Me dijo alguien una vez: “Ante todo, es preciso desechar la idea de un Dios intervencionista”. “¿Y qué entiende usted por intervencionista?”, le pregunté. “El Dios que hace milagros, que produce la lluvia y todo eso”… “Siga, siga usted”, dije. “¡En un Dios intervencionista no es posible ya creer!”. “Suponga usted”, dije, “que tiene en cama a un ser muy querido: su señor padre, por ejemplo; entonces, según usted, no hay que rezar por él, ¿verdad? En el fondo, confiéselo, sólo podemos rezar a un Dios intervencionista, ¿no le parece?”. Y ella: “En eso no había pensado”. Y yo: “¡Hija mía, lea usted la Biblia desde el comienzo para que compruebe que no hay Dios más intervencionista que el Dios de Jesucristo! Cuando el pueblo elegido salió de Egipto, le abrió las aguas para que lo atravesara sin mojarse, y cuando Abraham iba a sacrificar a Isaac le detuvo la mano. Piense que si Dios no fuera intervencionista no habría por qué llamarlo Padre. ¿Con qué derecho? ¿A fuer de qué? A menos, claro está, que defienda usted la tesis de que un padre no debe nunca intervenir en la vida de sus hijos”. “¿Pero, entonces?”, me preguntó. “Entonces se parece a usted a esos hijos extraños que, aunque saben que tienen un padre, están seguros de no poder contar nunca con él.
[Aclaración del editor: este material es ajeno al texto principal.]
use clap::Parser;

use wo::cli::commands::configure::ConfigureCommand;
use wo::cli::commands::target::TargetCommand;
use wo::cli::commands::version::VersionCommand;
use wo::cli::commands::configure::parse_assignments;
use wo::cli::{Cli, Commands, OutputFormat};
use wo::dynconfig::ConfigValue;

fn parse(args: &[&str]) -> Commands {
    let mut argv = vec!["wo"];
    argv.extend_from_slice(args);
    Cli::parse_from(argv).command
}

#[test]
fn parse_run_flags() {
    match parse(&[
        "run",
        "--capability",
        "sdkexamples-soap-12",
        "--description",
        "Soap",
        "--skip-lifecycle",
    ]) {
        Commands::Run(args) => {
            assert_eq!(args.capability.as_deref(), Some("sdkexamples-soap-12"));
            assert_eq!(args.description.as_deref(), Some("Soap"));
            assert!(args.skip_lifecycle);
            assert!(!args.skip_configuration);
        }
        other => panic!("unexpected command: {other:?}"),
    }
}

#[test]
fn description_requires_capability() {
    assert!(Cli::try_parse_from(["wo", "run", "--description", "orphan"]).is_err());
    assert!(Cli::try_parse_from(["wo", "context", "--description", "orphan"]).is_err());
}

#[test]
fn parse_context_dry_run() {
    match parse(&["context", "--dry-run"]) {
        Commands::Context(args) => {
            assert!(args.dry_run);
            assert!(args.capability.is_none());
        }
        other => panic!("unexpected command: {other:?}"),
    }
}

#[test]
fn parse_reconcile_paths() {
    match parse(&[
        "reconcile",
        "--existing",
        "a.json",
        "--incoming",
        "b.json",
        "-o",
        "c.json",
    ]) {
        Commands::Reconcile(args) => {
            assert_eq!(args.existing.to_str(), Some("a.json"));
            assert_eq!(args.incoming.to_str(), Some("b.json"));
            assert_eq!(args.output.as_deref().and_then(|p| p.to_str()), Some("c.json"));
        }
        other => panic!("unexpected command: {other:?}"),
    }
    assert!(Cli::try_parse_from(["wo", "reconcile", "--existing", "a.json"]).is_err());
}

#[test]
fn parse_configure_set_values() {
    match parse(&[
        "configure",
        "set",
        "--target",
        "box1",
        "--value",
        "ErrorThreshold=40.5",
        "--value",
        "EnableLocalLog=false",
    ]) {
        Commands::Configure(args) => match args.command {
            ConfigureCommand::Set { target, values } => {
                assert_eq!(target.target.as_deref(), Some("box1"));
                assert!(target.solution.is_none());
                let parsed = parse_assignments(&values).unwrap();
                assert_eq!(parsed["ErrorThreshold"], ConfigValue::Float(40.5));
                assert_eq!(parsed["EnableLocalLog"], ConfigValue::Bool(false));
            }
            other => panic!("unexpected subcommand: {other:?}"),
        },
        other => panic!("unexpected command: {other:?}"),
    }
}

#[test]
fn parse_target_actions() {
    match parse(&["target", "review", "/templates/t/versions/1.0.3", "--target", "box2"]) {
        Commands::Target(args) => {
            assert_eq!(args.target.as_deref(), Some("box2"));
            match args.command {
                TargetCommand::Review {
                    template_version_id,
                } => assert_eq!(template_version_id, "/templates/t/versions/1.0.3"),
                other => panic!("unexpected subcommand: {other:?}"),
            }
        }
        other => panic!("unexpected command: {other:?}"),
    }
    assert!(Cli::try_parse_from(["wo", "target", "install"]).is_err());
}

#[test]
fn parse_version_subcommands() {
    assert!(matches!(
        parse(&["version", "next"]),
        Commands::Version(args) if matches!(args.command, VersionCommand::Next)
    ));
    assert!(matches!(
        parse(&["version", "show"]),
        Commands::Version(args) if matches!(args.command, VersionCommand::Show)
    ));
}

#[test]
fn global_flags_after_subcommand() {
    let cli = Cli::parse_from(["wo", "auth", "--scope", "api://x/.default", "--format", "json", "-vv"]);
    assert_eq!(cli.output_format(), OutputFormat::Json);
    assert_eq!(cli.verbose, 2);
    match cli.command {
        Commands::Auth(args) => assert_eq!(args.scope.as_deref(), Some("api://x/.default")),
        other => panic!("unexpected command: {other:?}"),
    }
}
Y eso y ser ateos es prácticamente la misma cosa”.

* * *

A principios del siglo XX, Rudolf Bultmann (1884-1976) escribió que “cualquier persona que utilice la electricidad y escuche la radio no puede creer por mucho tiempo en los milagros del Nuevo Testamento”. Con ello quiso decir que para el hombre tecnológico, habituado a lo maravilloso, los relatos del Nuevo Testamento no podían ser más que “cuentos”, “simples historias”. ¡Pamplinas! ¿Y por qué el hombre que va al cine no puede ser el mismo que, salir de la sala, va a arrodillarse a un templo en señal de adoración? ¿Qué le quita una cosa a la otra? Y, sin embargo, las palabras del teólogo alemán pueden tomarse en otro sentido, y entonces sí resultan ser profundamente verdaderas: encender la televisión y escuchar la cháchara de los presentadores puede convertirse en una dura prueba para la fe. ¡Cuántos la han perdido a causa de sus comentarios malintencionados!

* * *

En 1968, el novelista francés HervéBazin fue interrogado por un famoso semanario acerca de la cuestión de Dios. Según él, ¿cómo era la fe de sus contemporáneos? Respondió así: “La mayoría de las personas no desean que Dios esté muerto. Ni que intervenga demasiado. Entonces, un Dios remoto es lo más cómodo. Eso no compromete”. El Dios de la Biblia interviene y se entromete; con mucha frecuencia llama y reprende; y luego da una lista de mandamientos que es preciso cumplir… Por eso, el hombre moderno abandonó al Dios bíblico y optó por el Dios-Relojero. O por el Gran Arquitecto. Pero un arquitecto, en cuanto termina una obra, se va a su casa, desaparece, en tanto que el Dios bíblico está siempre en escena. Esto es lo que el hombre moderno no pudo soportar. Y dijo como Juan de Mairena en una de sus lecciones: “¡Muchachos, un Dios vivo sería terrible! ¡Que Dios nos libre de Él!”.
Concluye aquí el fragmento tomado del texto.